Industry & Resources

The National Yogurt Association (NYA) is the national non-profit trade organization representing the manufacturers and marketers of live and active culture yogurt products as well as suppliers to the yogurt industry. Its purpose is to sponsor health and medical research for yogurt with live and active cultures and serve as an information source to the trade and the general public.

National Yogurt Association Seal Program Introduction

Currently there is significant consumer confusion about which dairy products, both refrigerated and frozen, contain live and active cultures. There also is confusion about levels of live and active cultures in various products. The NYA Seal Program is designed to alleviate this confusion. It will enable consumers to clearly identify yogurt products that contain significant amounts of live and active cultures, helping them to differentiate readily these products from other products which do not contain such cultures.

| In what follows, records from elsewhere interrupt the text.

//! Typed accessors over polymorphic block content
//!
//! Blocks store an opaque JSON payload whose shape is owned by the block
//! type tag. Everything that needs to read a payload goes through
//! [`BlockContent::parse`]: malformed or unknown content degrades to zero
//! countable items so one corrupt block can never break a whole space's
//! progress computation.

use serde::{Deserialize, Serialize};
use serde_json::Value;
use std::collections::{HashMap, HashSet};

/// Block type tags understood by the progress engine
pub mod block_types {
    pub const TASK_LIST: &str = "task_list";
    pub const ACTION_PLAN: &str = "action_plan";
    pub const FORM: &str = "form";
    pub const FILE_UPLOAD: &str = "file_upload";
    pub const FILE_DOWNLOAD: &str = "file_download";
    pub const TEXT: &str = "text";
    pub const CONTACT: &str = "contact";
    pub const EMBED: &str = "embed";
    pub const CHECKLIST: &str = "checklist";
}

/// Task completion status. Display contexts also use `in_progress`;
/// completion math only distinguishes completed vs. not.
#[derive(Serialize, Deserialize, Clone, Copy, Debug, Default, PartialEq, Eq)]
#[serde(rename_all = "snake_case")]
pub enum TaskStatus {
    #[default]
    Pending,
    InProgress,
    Completed,
}

impl TaskStatus {
    pub fn as_str(&self) -> &'static str {
        match self {
            Self::Pending => "pending",
            Self::InProgress => "in_progress",
            Self::Completed => "completed",
        }
    }

    pub fn is_completed(&self) -> bool {
        matches!(self, Self::Completed)
    }
}

/// A task inside a task list or a milestone
#[derive(Deserialize, Clone, Debug, Default)]
pub struct TaskItem {
    pub id: String,
    #[serde(default)]
    pub title: String,
    /// Calendar date string `YYYY-MM-DD`; compared lexicographically
    #[serde(default)]
    pub due_date: Option<String>,
}

/// Content of a plain task list block
#[derive(Deserialize, Clone, Debug, Default)]
pub struct TaskListContent {
    #[serde(default)]
    pub tasks: Vec<TaskItem>,
}

/// A named group of tasks inside an action plan block
#[derive(Deserialize, Clone, Debug, Default)]
pub struct Milestone {
    pub id: String,
    #[serde(default)]
    pub title: String,
    #[serde(default)]
    pub tasks: Vec<TaskItem>,
}

/// Content of a milestone-based action plan block
#[derive(Deserialize, Clone, Debug, Default)]
pub struct ActionPlanContent {
    #[serde(default)]
    pub milestones: Vec<Milestone>,
}

/// A question inside a form block
#[derive(Deserialize, Clone, Debug, Default)]
pub struct Question {
    pub id: String,
    #[serde(default)]
    pub label: String,
    #[serde(default)]
    pub question_type: String,
}

/// Content of a form block
#[derive(Deserialize, Clone, Debug, Default)]
pub struct FormContent {
    #[serde(default)]
    pub questions: Vec<Question>,
}

/// Content of a file upload block. `max_files` never affects completion:
/// the block counts as one unit, complete once at least one file is attached.
#[derive(Deserialize, Clone, Debug, Default)]
pub struct FileUploadContent {
    #[serde(default)]
    pub max_files: Option<u32>,
}

/// An item inside a checklist block
#[derive(Deserialize, Clone, Debug, Default)]
pub struct ChecklistItem {
    pub id: String,
    #[serde(default)]
    pub label: String,
}

/// Content of a checklist block. Checked state lives in the block's
/// response as a set of checked item ids; checklists contribute zero
/// countable items to progress.
#[derive(Deserialize, Clone, Debug, Default)]
pub struct ChecklistContent {
    #[serde(default)]
    pub items: Vec<ChecklistItem>,
}

/// Tagged view over a block's payload
#[derive(Clone, Debug)]
pub enum BlockContent {
    TaskList(TaskListContent),
    ActionPlan(ActionPlanContent),
    Form(FormContent),
    FileUpload(FileUploadContent),
    Checklist(ChecklistContent),
    /// Display-only or future types; contributes zero countable items
    Passive,
}

impl BlockContent {
    /// Parse a payload according to its type tag. Malformed payloads yield
    /// the empty shape for the type rather than an error.
    pub fn parse(block_type: &str, content: &Value) -> Self {
        match block_type {
            block_types::TASK_LIST => {
                Self::TaskList(serde_json::from_value(content.clone()).unwrap_or_default())
            }
            block_types::ACTION_PLAN => {
                Self::ActionPlan(serde_json::from_value(content.clone()).unwrap_or_default())
            }
            block_types::FORM => {
                Self::Form(serde_json::from_value(content.clone()).unwrap_or_default())
            }
            block_types::FILE_UPLOAD => {
                Self::FileUpload(serde_json::from_value(content.clone()).unwrap_or_default())
            }
            block_types::CHECKLIST => {
                Self::Checklist(serde_json::from_value(content.clone()).unwrap_or_default())
            }
            _ => Self::Passive,
        }
    }
}

/// Read a response value as a task-key → status map. Non-string entries and
/// unknown status labels read as pending; orphaned keys are simply never
/// looked up.
pub fn task_status_map(value: &Value) -> HashMap<String, TaskStatus> {
    let mut map = HashMap::new();
    if let Value::Object(entries) = value {
        for (key, entry) in entries {
            if let Value::String(label) = entry {
                let status = match label.as_str() {
                    "completed" => TaskStatus::Completed,
                    "in_progress" => TaskStatus::InProgress,
                    _ => TaskStatus::Pending,
                };
                map.insert(key.clone(), status);
            }
        }
    }
    map
}

/// Read a checklist response value as the set of checked item ids. Accepts
/// either an array of ids or an id → bool map; anything else reads as
/// nothing checked.
pub fn checklist_checked_ids(value: &Value) -> HashSet<String> {
    match value {
        Value::Array(items) => items
            .iter()
            .filter_map(|v| v.as_str().map(str::to_string))
            .collect(),
        Value::Object(entries) => entries
            .iter()
            .filter(|(_, v)| v.as_bool() == Some(true))
            .map(|(k, _)| k.clone())
            .collect(),
        _ => HashSet::new(),
    }
}

/// Read a response value as a question-id → answer map
pub fn form_answers(value: &Value) -> HashMap<String, Value> {
    match value {
        Value::Object(entries) => entries
            .iter()
            .map(|(k, v)| (k.clone(), v.clone()))
            .collect(),
        _ => HashMap::new(),
    }
}

/// Whether a stored answer is meaningfully non-empty.
///
/// Rule by answer shape: free text counts if trimmed non-empty;
/// single-select if the selected value is a non-empty string; multi-select
/// if the selection array is non-empty; date answers count if a date value
/// is present. Empty shells do not count even when a response row exists.
pub fn answer_is_meaningful(answer: &Value) -> bool {
    match answer {
        Value::String(s) => !s.trim().is_empty(),
        Value::Array(items) => !items.is_empty(),
        Value::Object(fields) => {
            if let Some(inner) = fields.get("value") {
                return answer_is_meaningful(inner);
            }
            if let Some(date) = fields.get("date") {
                return !date.is_null() && answer_is_meaningful(date);
            }
            false
        }
        Value::Number(_) | Value::Bool(_) => true,
        Value::Null => false,
    }
}

#[cfg(test)]
mod tests {
    use super::*;
    use serde_json::json;

    #[test]
    fn test_parse_task_list() {
        let content = json!({
            "tasks": [
                { "id": "a", "title": "Kickoff call", "due_date": "2026-09-01" },
                { "id": "b", "title": "Send contract" }
            ]
        });
        match BlockContent::parse(block_types::TASK_LIST, &content) {
            BlockContent::TaskList(list) => {
                assert_eq!(list.tasks.len(), 2);
                assert_eq!(list.tasks[0].due_date.as_deref(), Some("2026-09-01"));
                assert!(list.tasks[1].due_date.is_none());
            }
            other => panic!("unexpected variant: {other:?}"),
        }
    }

    #[test]
    fn test_malformed_content_degrades_to_empty() {
        let garbage = json!({ "tasks": "not-an-array" });
        match BlockContent::parse(block_types::TASK_LIST, &garbage) {
            BlockContent::TaskList(list) => assert!(list.tasks.is_empty()),
            other => panic!("unexpected variant: {other:?}"),
        }
    }

    #[test]
    fn test_parse_checklist_and_checked_ids() {
        let content = json!({
            "items": [
                { "id": "c1", "label": "Read the welcome guide" },
                { "id": "c2", "label": "Bookmark the portal" }
            ]
        });
        match BlockContent::parse(block_types::CHECKLIST, &content) {
            BlockContent::Checklist(list) => assert_eq!(list.items.len(), 2),
            other => panic!("unexpected variant: {other:?}"),
        }

        // checked state as an id array
        let checked = checklist_checked_ids(&json!(["c1", "c2"]));
        assert!(checked.contains("c1") && checked.contains("c2"));
        // or as an id -> bool map; only true entries count
        let checked = checklist_checked_ids(&json!({ "c1": true, "c2": false }));
        assert!(checked.contains("c1"));
        assert!(!checked.contains("c2"));
        assert!(checklist_checked_ids(&json!("garbage")).is_empty());
    }

    #[test]
    fn test_unknown_type_is_passive() {
        assert!(matches!(
            BlockContent::parse("hologram", &json!({})),
            BlockContent::Passive
        ));
        assert!(matches!(
            BlockContent::parse(block_types::TEXT, &json!({ "body": "hello" })),
            BlockContent::Passive
        ));
    }

    #[test]
    fn test_task_status_map_defaults() {
        let value = json!({
            "t1": "completed",
            "t2": "in_progress",
            "t3": "garbage",
            "t4": 42
        });
        let map = task_status_map(&value);
        assert_eq!(map.get("t1"), Some(&TaskStatus::Completed));
        assert_eq!(map.get("t2"), Some(&TaskStatus::InProgress));
        assert_eq!(map.get("t3"), Some(&TaskStatus::Pending));
        // non-string entries are ignored, which also reads as pending
        assert_eq!(map.get("t4"), None);
    }

    #[test]
    fn test_answer_meaningfulness_by_shape() {
        // free text
        assert!(answer_is_meaningful(&json!("some notes")));
        assert!(!answer_is_meaningful(&json!("   ")));
        // multi-select
        assert!(answer_is_meaningful(&json!(["a"])));
        assert!(!answer_is_meaningful(&json!([])));
        // wrapped value
        assert!(answer_is_meaningful(&json!({ "value": "yes" })));
        assert!(!answer_is_meaningful(&json!({ "value": "" })));
        // date
        assert!(answer_is_meaningful(&json!({ "date": "2026-09-01" })));
        assert!(!answer_is_meaningful(&json!({ "date": null })));
        // empty shells
        assert!(!answer_is_meaningful(&json!({})));
        assert!(!answer_is_meaningful(&Value::Null));
    }
}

The NYA Seal is available to qualified producers of live and active culture refrigerated and frozen yogurt for use on product labels and in advertising and promotional materials.

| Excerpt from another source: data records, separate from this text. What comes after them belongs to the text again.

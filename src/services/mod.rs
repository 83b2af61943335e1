//! Services layer
//!
//! Mutation flows composing the access gate, the content store, and the
//! activity log. Read-side services live with their engines
//! ([`crate::progress::ProgressService`], [`crate::analytics::AnalyticsService`]).

pub mod actions;

pub use actions::{task_key_in_block, validate_storage_path, ActionService};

It is anticipated that if proper distribution practices and handling instructions are followed, the total organisms in both refrigerated cup and frozen live and active culture yogurt at the time of consumption will be at least 107 CFU per gram.

NYA is the national trade association representing manufacturers of live and active culture yogurt products and the suppliers to the industry. NYA is dedicated to one overall goal — increasing the per capita consumption of live and active culture yogurt in the United States. NYA is bringing the message of the value of live and active culture yogurt to American consumers.

Live and Active Cultures

*Meets National Yogurt Association Criteria for Live & Active Culture Yogurt

Health Update

Few foods help meet your nutritional needs at every stage of life better than live and active culture yogurt. And because it comes in so many flavors and varieties, yogurt appeals to every member of the family. Keep yogurt stocked in your refrigerator for a nutritious snack or meal, any time, every day.

Yogurt is a nutrient-dense food that meets a wide variety of nutritional needs at every stage of life. Like most dairy products, yogurt is a good source of protein – an average 8-ounce serving contains between 8 and 10 grams of protein, or 16 to 20 percent of the Daily Recommended Value (DRV). In fact, after culturing, the amount of protein in yogurt often exceeds that of fluid milk. Yogurt is also an excellent source of calcium. Some yogurts contain up to 35 percent of the Recommended Daily Intake (RDI) for calcium. Most standard serving sizes of yogurt contain slightly more calcium than do equivalent servings of milk. Yogurt is low in fat and high in certain minerals and essential vitamins, including riboflavin B2, Vitamin B12, phosphorous and potassium. It’s available in a variety of fat levels, from nonfat and lowfat to yogurt made with whole milk, and also comes in a “light” or reduced calorie form.

Beyond these important nutrition basics, scientific research shows that the live and active cultures found in yogurt may offer many more health attributes.

The words “live and active cultures” refer to the living organisms – Lactobacillus bulgaricus and Streptococcus thermophilus – which convert pasteurized milk to yogurt during fermentation. Currently, researchers are exploring how live and active culture yogurt may have a beneficial effect on the immune system, the potential to lower cholesterol, and how it may help combat certain types of cancer-causing compounds, particularly in the digestive tract.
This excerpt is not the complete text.